A Proud Father ©️



We’ve covered a lot of ground together lately. Old roads. Deep cuts. Family and failure. Ghosts of love. The long way to becoming a man.
It’s strange, isn’t it? How you can live a thousand lifetimes inside one life—and still feel like there’s more you meant to say. People you meant to hold a little longer. A version of yourself you were trying to meet halfway across the years.
And maybe that’s just it.
Maybe we don’t end up where we thought we would. Maybe we don’t get the house full of children, or the girl back, or the big break. Maybe the world knocks us sideways, takes a few dreams out behind the barn, and leaves us with scars we didn’t ask for.
But we lived.
And we loved.
And that counts.
I’ve been the lost brother, the misunderstood son, the man who ran from love and the one who stayed too long in the wrong places. I’ve been alone. I’ve been held. I’ve been someone I couldn’t trust, and now… somehow… I’m someone I can.
And through it all—through psych wards and porch lights, through cold rivers and warm memories—what remains?
Love.
The steady, quiet kind. The kind that doesn’t demand anything from you. The kind that just says, “Come in. You’re home now.”
So to my family—thank you for carrying me when I couldn’t walk. To the woman I lost—thank you for teaching me how to feel. To my baby sister—keep shining, kid. To my brother across the sea—your strength doesn’t go unnoticed. To the sister I’m still waiting on—your place is here when you’re ready. And to myself… yeah, you made it, man. I’m proud of you.
This is Chris in the Morning, KBHR 570 AM, signing off—for now.
Wherever you are… whoever you are… be gentle with your ghosts.

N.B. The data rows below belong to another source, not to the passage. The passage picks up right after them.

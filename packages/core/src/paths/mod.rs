//! Path Resolution
//!
//! All filesystem path arithmetic for the engine: filename sanitization,
//! output-pattern expansion, include-target resolution and the containment
//! check that keeps include targets inside the owning document's root.

pub mod resolver;

pub use resolver::{
    generate_include_path, humanize_filename, is_contained, normalize_path, resolve_include_path,
    resolve_output_path, sanitize_name, PatternContext,
};
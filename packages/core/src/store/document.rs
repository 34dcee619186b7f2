//! Document persistence
//!
//! Codex documents live on disk as YAML or JSON, interchangeable by
//! extension. This module is the only place that touches serialization and
//! the filesystem; services above it deal in parsed trees.

use std::fs;
use std::path::{Path, PathBuf};

use serde::de::DeserializeOwned;
use serde::Serialize;

use super::error::StoreError;

/// Canonical filenames identifying a per-folder index document
pub const INDEX_FILENAMES: [&str; 4] = [
    "index.codex.yaml",
    ".index.codex.yaml",
    "index.codex.json",
    ".index.codex.json",
];

/// Suffix appended to a file's path for its pre-write backup copy
pub const BACKUP_SUFFIX: &str = ".backup";

/// Serialization format of a codex document, detected from its extension
#[derive(Debug, Clone, Copy, PartialEq, Eq, Default)]
pub enum DocumentFormat {
    #[default]
    Yaml,
    Json,
}

impl DocumentFormat {
    /// Detect the format from a path's extension; unknown extensions
    /// default to YAML
    pub fn from_path(path: &Path) -> Self {
        match path.extension().and_then(|ext| ext.to_str()) {
            Some("json") => DocumentFormat::Json,
            _ => DocumentFormat::Yaml,
        }
    }

    /// Preferred file extension for this format
    pub fn extension(&self) -> &'static str {
        match self {
            DocumentFormat::Yaml => "yaml",
            DocumentFormat::Json => "json",
        }
    }

    /// Short name used for the `_format` computed field
    pub fn as_str(&self) -> &'static str {
        match self {
            DocumentFormat::Yaml => "yaml",
            DocumentFormat::Json => "json",
        }
    }
}

/// Whether `filename` is one of the canonical index document filenames
pub fn is_index_filename(filename: &str) -> bool {
    INDEX_FILENAMES.contains(&filename)
}

/// Read a document file into a string
pub fn read_text(path: &Path) -> Result<String, StoreError> {
    if !path.exists() {
        return Err(StoreError::file_not_found(path));
    }
    fs::read_to_string(path).map_err(|err| StoreError::io(path, err))
}

/// Parse document text in the given format
pub fn parse_document<T: DeserializeOwned>(
    text: &str,
    format: DocumentFormat,
    path: &Path,
) -> Result<T, StoreError> {
    match format {
        DocumentFormat::Yaml => serde_yaml::from_str(text)
            .map_err(|err| StoreError::parse_error(path, err.to_string())),
        DocumentFormat::Json => serde_json::from_str(text)
            .map_err(|err| StoreError::parse_error(path, err.to_string())),
    }
}

/// Load and parse a document, detecting the format from the extension
pub fn load<T: DeserializeOwned>(path: &Path) -> Result<T, StoreError> {
    let text = read_text(path)?;
    parse_document(&text, DocumentFormat::from_path(path), path)
}

/// Serialize a document in the given format
pub fn to_text<T: Serialize>(
    document: &T,
    format: DocumentFormat,
    path: &Path,
) -> Result<String, StoreError> {
    match format {
        DocumentFormat::Yaml => serde_yaml::to_string(document)
            .map_err(|err| StoreError::serialize_error(path, err.to_string())),
        DocumentFormat::Json => serde_json::to_string_pretty(document)
            .map_err(|err| StoreError::serialize_error(path, err.to_string())),
    }
}

/// Serialize and write a document, creating parent directories as needed.
///
/// The format is detected from the target path's extension.
pub fn save<T: Serialize>(path: &Path, document: &T) -> Result<(), StoreError> {
    let text = to_text(document, DocumentFormat::from_path(path), path)?;
    if let Some(parent) = path.parent() {
        fs::create_dir_all(parent).map_err(|err| StoreError::io(parent, err))?;
    }
    fs::write(path, text).map_err(|err| StoreError::io(path, err))
}

/// Write a byte-for-byte `<path>.backup` copy of an existing file.
///
/// Taken immediately before the first mutating write of an operation.
pub fn write_backup(path: &Path) -> Result<PathBuf, StoreError> {
    let mut backup = path.as_os_str().to_owned();
    backup.push(BACKUP_SUFFIX);
    let backup = PathBuf::from(backup);
    fs::copy(path, &backup).map_err(|err| StoreError::io(path, err))?;
    tracing::debug!("Wrote backup copy {}", backup.display());
    Ok(backup)
}

#[cfg(test)]
mod tests {
    use super::*;
    use crate::models::ContentNode;
    use tempfile::TempDir;

    #[test]
    fn test_format_detection() {
        assert_eq!(
            DocumentFormat::from_path(Path::new("a/b.codex.yaml")),
            DocumentFormat::Yaml
        );
        assert_eq!(
            DocumentFormat::from_path(Path::new("a/b.codex.json")),
            DocumentFormat::Json
        );
        assert_eq!(
            DocumentFormat::from_path(Path::new("a/b.yml")),
            DocumentFormat::Yaml
        );
        // Unknown extensions default to YAML
        assert_eq!(
            DocumentFormat::from_path(Path::new("a/b")),
            DocumentFormat::Yaml
        );
    }

    #[test]
    fn test_index_filename_detection() {
        assert!(is_index_filename("index.codex.yaml"));
        assert!(is_index_filename(".index.codex.yaml"));
        assert!(is_index_filename("index.codex.json"));
        assert!(is_index_filename(".index.codex.json"));
        assert!(!is_index_filename("chapter-1.codex.yaml"));
        assert!(!is_index_filename("index.yaml"));
    }

    #[test]
    fn test_load_missing_file() {
        let dir = TempDir::new().unwrap();
        let result: Result<ContentNode, _> = load(&dir.path().join("missing.codex.yaml"));
        assert!(matches!(result, Err(StoreError::FileNotFound { .. })));
    }

    #[test]
    fn test_load_parse_error() {
        let dir = TempDir::new().unwrap();
        let path = dir.path().join("bad.codex.yaml");
        std::fs::write(&path, "children: [unclosed").unwrap();
        let result: Result<ContentNode, _> = load(&path);
        assert!(matches!(result, Err(StoreError::ParseError { .. })));
    }

    #[test]
    fn test_save_creates_parent_dirs() {
        let dir = TempDir::new().unwrap();
        let path = dir.path().join("a/b/c.codex.yaml");
        let node = ContentNode::new("chapter", "One");
        save(&path, &node).unwrap();
        let loaded: ContentNode = load(&path).unwrap();
        assert_eq!(loaded.name.as_deref(), Some("One"));
    }

    #[test]
    fn test_save_json_by_extension() {
        let dir = TempDir::new().unwrap();
        let path = dir.path().join("doc.codex.json");
        save(&path, &ContentNode::new("scene", "S1")).unwrap();
        let text = std::fs::read_to_string(&path).unwrap();
        assert!(text.trim_start().starts_with('{'));
    }

    #[test]
    fn test_write_backup_is_byte_for_byte() {
        let dir = TempDir::new().unwrap();
        let path = dir.path().join("doc.codex.yaml");
        std::fs::write(&path, "id: original\n").unwrap();
        let backup = write_backup(&path).unwrap();
        assert_eq!(backup, dir.path().join("doc.codex.yaml.backup"));
        assert_eq!(std::fs::read(&path).unwrap(), std::fs::read(&backup).unwrap());
    }
}
//! Fractional Sibling Ordering
//!
//! Sibling order is a real number so a single drag/drop insertion never
//! requires renumbering unrelated siblings.

pub mod fractional;

pub use fractional::{DropPosition, OrderCalculator, PRECISION_THRESHOLD};
//! Content Document Structures
//!
//! This module defines the tree shape of codex content documents: arbitrary
//! authored hierarchies (chapters, characters, scenes, ...) whose `children`
//! sequences may mix real nodes with include stubs pointing at other files.
//!
//! # Include stubs
//!
//! On disk, an include stub is any object carrying exactly one key, a
//! string-valued `include`. There is no other marker. The [`NodeChild`]
//! union makes that structural decision once during deserialization, so the
//! rest of the engine matches on `Stub` / `Node` instead of re-inspecting
//! object shapes.
//!
//! # Examples
//!
//! ```rust
//! use codex_core::models::{ContentNode, NodeChild};
//!
//! let yaml = r#"
//! id: book-1
//! type: book
//! name: My Book
//! children:
//!   - include: /chapters/chapter-1.codex.yaml
//!   - id: ch-2
//!     type: chapter
//!     name: Chapter Two
//! "#;
//! let doc: ContentNode = serde_yaml::from_str(yaml).unwrap();
//! let children = doc.children.as_ref().unwrap();
//! assert!(matches!(children[0], NodeChild::Stub(_)));
//! assert!(matches!(children[1], NodeChild::Node(_)));
//! ```

use serde::{Deserialize, Serialize};
use serde_json::Value;
use thiserror::Error;

/// Fallback node type applied when a standalone document is missing one.
pub const DEFAULT_NODE_TYPE: &str = "node";

/// Fallback display name for nodes missing both `name` and `title`.
pub const UNTITLED_NAME: &str = "Untitled";

/// Validation errors for document structures
#[derive(Error, Debug)]
pub enum ValidationError {
    #[error("Document has no children array")]
    MissingChildren,
}

/// A reference-only child: this position in `children` points at another file.
///
/// `deny_unknown_fields` is what makes the structural predicate exact: an
/// object with `include` plus any other key deserializes as a [`ContentNode`]
/// (with `include` landing in `extra`), not as a stub.
#[derive(Debug, Clone, PartialEq, Serialize, Deserialize)]
#[serde(deny_unknown_fields)]
pub struct IncludeStub {
    pub include: String,
}

impl IncludeStub {
    pub fn new(include: impl Into<String>) -> Self {
        Self {
            include: include.into(),
        }
    }
}

/// Key/value attribute attached to a node
#[derive(Debug, Clone, PartialEq, Serialize, Deserialize)]
pub struct Attribute {
    pub key: String,
    pub value: Value,
}

impl Attribute {
    pub fn new(key: impl Into<String>, value: impl Into<Value>) -> Self {
        Self {
            key: key.into(),
            value: value.into(),
        }
    }
}

/// Summary block recorded on a parent document after an explode operation
#[derive(Debug, Clone, PartialEq, Serialize, Deserialize)]
#[serde(rename_all = "camelCase")]
pub struct ExplodedSummary {
    pub timestamp: String,
    pub file_count: usize,
    pub files: Vec<String>,
}

/// Summary block recorded on a parent document after an implode operation
#[derive(Debug, Clone, PartialEq, Serialize, Deserialize)]
#[serde(rename_all = "camelCase")]
pub struct ImplodedSummary {
    pub timestamp: String,
    pub merged_count: usize,
}

/// Document metadata block.
///
/// `format_version`, `created` and `extracted_from` are standalone-only: they
/// exist on exploded files and are intentionally dropped again on implode.
/// Unknown keys round-trip through `extra`.
#[derive(Debug, Clone, Default, PartialEq, Serialize, Deserialize)]
#[serde(rename_all = "camelCase")]
pub struct Metadata {
    #[serde(default, skip_serializing_if = "Option::is_none")]
    pub format_version: Option<String>,

    #[serde(default, skip_serializing_if = "Option::is_none")]
    pub created: Option<String>,

    #[serde(default, skip_serializing_if = "Option::is_none")]
    pub updated: Option<String>,

    #[serde(default, skip_serializing_if = "Option::is_none")]
    pub extracted_from: Option<String>,

    #[serde(default, skip_serializing_if = "Option::is_none")]
    pub author: Option<String>,

    #[serde(default, skip_serializing_if = "Option::is_none")]
    pub license: Option<String>,

    #[serde(default, skip_serializing_if = "Option::is_none")]
    pub exploded: Option<ExplodedSummary>,

    #[serde(default, skip_serializing_if = "Option::is_none")]
    pub imploded: Option<ImplodedSummary>,

    #[serde(flatten)]
    pub extra: serde_json::Map<String, Value>,
}

impl Metadata {
    /// Metadata for a freshly extracted standalone document.
    ///
    /// `author` and `license` are inherited from the parent document's
    /// metadata when present.
    pub fn for_standalone(extracted_from: String, parent: Option<&Metadata>) -> Self {
        Self {
            format_version: Some("1.0".to_string()),
            created: Some(chrono::Utc::now().to_rfc3339()),
            extracted_from: Some(extracted_from),
            author: parent.and_then(|m| m.author.clone()),
            license: parent.and_then(|m| m.license.clone()),
            ..Default::default()
        }
    }
}

/// One element of a `children` sequence: a real node or an include stub.
///
/// The `Stub` variant is tried first; because [`IncludeStub`] rejects unknown
/// fields, only objects that are *exactly* `{ include: <string> }` match it.
#[derive(Debug, Clone, PartialEq, Serialize, Deserialize)]
#[serde(untagged)]
pub enum NodeChild {
    Stub(IncludeStub),
    Node(ContentNode),
}

impl NodeChild {
    pub fn as_stub(&self) -> Option<&IncludeStub> {
        match self {
            NodeChild::Stub(stub) => Some(stub),
            NodeChild::Node(_) => None,
        }
    }

    pub fn as_node(&self) -> Option<&ContentNode> {
        match self {
            NodeChild::Node(node) => Some(node),
            NodeChild::Stub(_) => None,
        }
    }
}

/// A codex content node.
///
/// The same shape serves as a document root (the top-level mapping of a
/// `.codex.yaml` / `.codex.json` file) and as any nested child. `children`
/// distinguishes "absent" from "empty" because explode/implode treat a
/// document without a children array as a structural error.
#[derive(Debug, Clone, Default, PartialEq, Serialize, Deserialize)]
pub struct ContentNode {
    #[serde(default, skip_serializing_if = "Option::is_none")]
    pub metadata: Option<Metadata>,

    #[serde(default, skip_serializing_if = "Option::is_none")]
    pub id: Option<String>,

    #[serde(rename = "type", default, skip_serializing_if = "Option::is_none")]
    pub node_type: Option<String>,

    #[serde(default, skip_serializing_if = "Option::is_none")]
    pub name: Option<String>,

    #[serde(default, skip_serializing_if = "Option::is_none")]
    pub title: Option<String>,

    #[serde(default, skip_serializing_if = "Option::is_none")]
    pub body: Option<String>,

    #[serde(default, skip_serializing_if = "Vec::is_empty")]
    pub attributes: Vec<Attribute>,

    #[serde(default, skip_serializing_if = "Option::is_none")]
    pub children: Option<Vec<NodeChild>>,

    /// Unknown fields, preserved across explode/implode round trips
    #[serde(flatten)]
    pub extra: serde_json::Map<String, Value>,
}

impl ContentNode {
    /// Create a minimal node with a generated UUID
    pub fn new(node_type: impl Into<String>, name: impl Into<String>) -> Self {
        Self {
            id: Some(uuid::Uuid::new_v4().to_string()),
            node_type: Some(node_type.into()),
            name: Some(name.into()),
            ..Default::default()
        }
    }

    /// The node's type, falling back to [`DEFAULT_NODE_TYPE`]
    pub fn effective_type(&self) -> &str {
        self.node_type.as_deref().unwrap_or(DEFAULT_NODE_TYPE)
    }

    /// Display name: `name`, then `title`, then [`UNTITLED_NAME`]
    pub fn display_name(&self) -> &str {
        self.name
            .as_deref()
            .or(self.title.as_deref())
            .unwrap_or(UNTITLED_NAME)
    }

    /// Whether this document is an index document rather than content
    pub fn is_index(&self) -> bool {
        self.node_type.as_deref() == Some(crate::models::INDEX_TYPE)
    }

    /// Validate the node as a document root for explode/implode.
    ///
    /// Parse errors are caught earlier by the store; this only checks the
    /// structural requirement that a children array exists.
    pub fn validate_for_graph_ops(&self) -> Result<(), ValidationError> {
        if self.children.is_none() {
            return Err(ValidationError::MissingChildren);
        }
        Ok(())
    }
}

#[cfg(test)]
mod tests {
    use super::*;
    use serde_json::json;

    #[test]
    fn test_stub_detection_exact_shape() {
        let child: NodeChild =
            serde_json::from_value(json!({ "include": "/chapters/one.codex.yaml" })).unwrap();
        assert!(matches!(child, NodeChild::Stub(_)));
    }

    #[test]
    fn test_stub_detection_rejects_extra_keys() {
        // include plus any other key is a content node, not a stub
        let child: NodeChild =
            serde_json::from_value(json!({ "include": "/a.yaml", "name": "A" })).unwrap();
        let node = child.as_node().expect("should parse as node");
        assert_eq!(node.extra.get("include"), Some(&json!("/a.yaml")));
    }

    #[test]
    fn test_stub_detection_rejects_non_string_include() {
        let child: NodeChild = serde_json::from_value(json!({ "include": 42 })).unwrap();
        assert!(matches!(child, NodeChild::Node(_)));
    }

    #[test]
    fn test_children_order_preserved() {
        let yaml = r#"
children:
  - include: /a.codex.yaml
  - id: n1
    type: scene
  - include: /b.codex.yaml
"#;
        let doc: ContentNode = serde_yaml::from_str(yaml).unwrap();
        let children = doc.children.unwrap();
        assert!(children[0].as_stub().is_some());
        assert!(children[1].as_node().is_some());
        assert!(children[2].as_stub().is_some());

        let out = serde_yaml::to_string(&ContentNode {
            children: Some(children),
            ..Default::default()
        })
        .unwrap();
        let round: ContentNode = serde_yaml::from_str(&out).unwrap();
        let round_children = round.children.unwrap();
        assert!(round_children[0].as_stub().is_some());
        assert!(round_children[2].as_stub().is_some());
    }

    #[test]
    fn test_missing_children_is_structural_error() {
        let doc: ContentNode = serde_yaml::from_str("id: x\ntype: book\n").unwrap();
        assert!(matches!(
            doc.validate_for_graph_ops(),
            Err(ValidationError::MissingChildren)
        ));

        let doc: ContentNode = serde_yaml::from_str("id: x\nchildren: []\n").unwrap();
        assert!(doc.validate_for_graph_ops().is_ok());
    }

    #[test]
    fn test_unknown_fields_round_trip() {
        let yaml = "id: n1\ntype: chapter\nsynopsis: a twist\nwordCount: 1200\n";
        let doc: ContentNode = serde_yaml::from_str(yaml).unwrap();
        assert_eq!(doc.extra.get("synopsis"), Some(&json!("a twist")));

        let out = serde_yaml::to_string(&doc).unwrap();
        let round: ContentNode = serde_yaml::from_str(&out).unwrap();
        assert_eq!(round.extra.get("wordCount"), Some(&json!(1200)));
    }

    #[test]
    fn test_metadata_for_standalone_inherits_author_license() {
        let parent = Metadata {
            author: Some("A. Writer".to_string()),
            license: Some("CC-BY".to_string()),
            ..Default::default()
        };
        let meta = Metadata::for_standalone("/book.codex.yaml".to_string(), Some(&parent));
        assert_eq!(meta.format_version.as_deref(), Some("1.0"));
        assert_eq!(meta.author.as_deref(), Some("A. Writer"));
        assert_eq!(meta.license.as_deref(), Some("CC-BY"));
        assert_eq!(meta.extracted_from.as_deref(), Some("/book.codex.yaml"));
        assert!(meta.created.is_some());
    }

    #[test]
    fn test_display_name_fallbacks() {
        let mut node = ContentNode::default();
        assert_eq!(node.display_name(), "Untitled");
        node.title = Some("A Title".to_string());
        assert_eq!(node.display_name(), "A Title");
        node.name = Some("a-name".to_string());
        assert_eq!(node.display_name(), "a-name");
    }

    #[test]
    fn test_metadata_camel_case_wire_names() {
        let meta = Metadata {
            format_version: Some("1.0".to_string()),
            extracted_from: Some("/src.yaml".to_string()),
            ..Default::default()
        };
        let value = serde_json::to_value(&meta).unwrap();
        assert!(value.get("formatVersion").is_some());
        assert!(value.get("extractedFrom").is_some());
    }
}
#[cfg(test)]
mod tests {
    use super::*;
    use tempfile::TempDir;

    fn write(path: &Path, text: &str) {
        if let Some(parent) = path.parent() {
            std::fs::create_dir_all(parent).unwrap();
        }
        std::fs::write(path, text).unwrap();
    }

    #[test]
    fn test_leaf_include_synthesized_without_reading() {
        let dir = TempDir::new().unwrap();
        let index = dir.path().join("index.codex.yaml");
        // Note: the target file deliberately does not exist
        write(
            &index,
            "type: index\nname: Root\nchildren:\n  - include: my-chapter.codex.yaml\n",
        );

        let resolved = IndexResolver::new().resolve_file(&index).unwrap();
        assert!(resolved.warnings.is_empty());
        let children = resolved.root.children.unwrap();
        let leaf = children[0].as_node().unwrap();
        assert_eq!(leaf.node_type.as_deref(), Some("document"));
        assert_eq!(leaf.name.as_deref(), Some("My Chapter"));
        assert_eq!(leaf.filename.as_deref(), Some("my-chapter.codex.yaml"));
        assert_eq!(leaf.computed_path.as_deref(), Some("my-chapter.codex.yaml"));
        assert_eq!(leaf.format.as_deref(), Some("yaml"));
    }

    #[test]
    fn test_sub_index_filename_is_directory_name() {
        let dir = TempDir::new().unwrap();
        let index = dir.path().join("index.codex.yaml");
        write(
            &index,
            "type: index\nname: Root\nchildren:\n  - include: chapters/index.codex.yaml\n",
        );
        write(
            &dir.path().join("chapters/index.codex.yaml"),
            "type: index\nname: Fancy Display Name\nchildren:\n  - include: one.codex.yaml\n",
        );

        let resolved = IndexResolver::new().resolve_file(&index).unwrap();
        let children = resolved.root.children.unwrap();
        let folder = children[0].as_node().unwrap();
        assert_eq!(folder.node_type.as_deref(), Some("folder"));
        assert_eq!(folder.name.as_deref(), Some("Fancy Display Name"));
        // _filename is the directory name, not the display name
        assert_eq!(folder.filename.as_deref(), Some("chapters"));
        assert_eq!(folder.computed_path.as_deref(), Some("chapters"));

        let nested = folder.children.as_ref().unwrap();
        let leaf = nested[0].as_node().unwrap();
        assert_eq!(leaf.computed_path.as_deref(), Some("chapters/one.codex.yaml"));
    }

    #[test]
    fn test_missing_sub_index_dropped_with_warning() {
        let dir = TempDir::new().unwrap();
        let index = dir.path().join("index.codex.yaml");
        write(
            &index,
            "type: index\nchildren:\n  - include: gone/index.codex.yaml\n  - include: real.codex.yaml\n",
        );

        let resolved = IndexResolver::new().resolve_file(&index).unwrap();
        assert_eq!(resolved.warnings.len(), 1);
        assert!(resolved.warnings[0].contains("sub-index not found"));
        // The dangling stub is dropped, not retained
        assert_eq!(resolved.root.children.unwrap().len(), 1);
    }

    #[test]
    fn test_self_reference_terminates_with_warning() {
        let dir = TempDir::new().unwrap();
        let index = dir.path().join("index.codex.yaml");
        write(
            &index,
            "type: index\nchildren:\n  - include: index.codex.yaml\n",
        );

        let resolved = IndexResolver::new().resolve_file(&index).unwrap();
        assert!(resolved
            .warnings
            .iter()
            .any(|warning| warning.contains("Circular reference")));
        assert!(resolved.root.children.unwrap().is_empty());
    }

    #[test]
    fn test_mutual_cycle_terminates_with_warning() {
        let dir = TempDir::new().unwrap();
        write(
            &dir.path().join("a/index.codex.yaml"),
            "type: index\nchildren:\n  - include: ../b/index.codex.yaml\n",
        );
        write(
            &dir.path().join("b/index.codex.yaml"),
            "type: index\nchildren:\n  - include: ../a/index.codex.yaml\n",
        );
        // Resolve from the parent so both sub-indexes stay inside the root
        let root = dir.path().join("index.codex.yaml");
        write(
            &root,
            "type: index\nchildren:\n  - include: a/index.codex.yaml\n",
        );

        let resolved = IndexResolver::new().resolve_file(&root).unwrap();
        assert!(resolved
            .warnings
            .iter()
            .any(|warning| warning.contains("Circular reference")));
    }

    #[test]
    fn test_depth_ceiling_drops_stubs_keeps_literal_nodes() {
        let resolver = IndexResolver::new();
        let mut ctx = ResolveContext {
            visited: HashSet::new(),
            root_dir: PathBuf::from("/root"),
            warnings: Vec::new(),
        };
        let frame = Frame {
            base_dir: Path::new("/root"),
            doc_dir: Path::new("/root"),
            rel_base: Path::new(""),
            depth: MAX_DEPTH + 1,
        };
        let folder = IndexNode {
            name: Some("Folder".to_string()),
            children: Some(vec![IndexChild::Stub(IncludeStub::new("x.codex.yaml"))]),
            ..Default::default()
        };
        let children = vec![
            IndexChild::Stub(IncludeStub::new("index.codex.yaml")),
            IndexChild::Node(folder),
        ];

        let resolved = resolver.resolve_children(children, frame, &mut ctx);
        assert!(ctx
            .warnings
            .iter()
            .any(|warning| warning.contains("deeper than")));
        // Top-level stub gone, literal node kept with its nested stub gone too
        assert_eq!(resolved.len(), 1);
        let kept = resolved[0].as_node().unwrap();
        assert_eq!(kept.name.as_deref(), Some("Folder"));
        assert!(kept.children.as_ref().unwrap().is_empty());
    }

    #[test]
    fn test_non_index_document_is_structural_error() {
        let dir = TempDir::new().unwrap();
        let index = dir.path().join("index.codex.yaml");
        write(&index, "type: book\nname: Not An Index\n");
        assert!(matches!(
            IndexResolver::new().resolve_file(&index),
            Err(EngineError::Structure { .. })
        ));
    }

    #[test]
    fn test_type_styles_do_not_override_explicit_fields() {
        let dir = TempDir::new().unwrap();
        let index = dir.path().join("index.codex.yaml");
        write(
            &index,
            r##"type: index
typeStyles:
  - type: chapter
    emoji: "📖"
    color: "#cc8800"
children:
  - type: chapter
    name: Styled
  - type: chapter
    name: Explicit
    emoji: "🔥"
"##,
        );

        let resolved = IndexResolver::new().resolve_file(&index).unwrap();
        let children = resolved.root.children.unwrap();
        let styled = children[0].as_node().unwrap();
        assert_eq!(styled.type_emoji.as_deref(), Some("📖"));
        assert_eq!(styled.type_color.as_deref(), Some("#cc8800"));
        let explicit = children[1].as_node().unwrap();
        assert_eq!(explicit.emoji.as_deref(), Some("🔥"));
        assert!(explicit.type_emoji.is_none());
    }

    #[test]
    fn test_default_status_private_unless_set() {
        let dir = TempDir::new().unwrap();
        let index = dir.path().join("index.codex.yaml");
        write(
            &index,
            "type: index\nchildren:\n  - type: chapter\n    name: A\n  - type: chapter\n    name: B\n    status: published\n",
        );

        let resolved = IndexResolver::new().resolve_file(&index).unwrap();
        let children = resolved.root.children.unwrap();
        assert_eq!(
            children[0].as_node().unwrap().default_status.as_deref(),
            Some("private")
        );
        assert!(children[1].as_node().unwrap().default_status.is_none());
    }
}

Speak kind to your reflection. And remember:
The world may not always hold you like you hoped… but love will.

Good morning, Cicely.
There are some journeys we take alone. Not by choice, but by storm. Life has a funny way of rerouting the road just when you think you know the map. And suddenly, you’re not the person you thought you were going to be.
You’re not the golden boy anymore.
Not the rising star.
Not the dreamer with the straight path and the perfect arc.
You’re something else entirely.
You’re someone who went through it. And I mean really went through it.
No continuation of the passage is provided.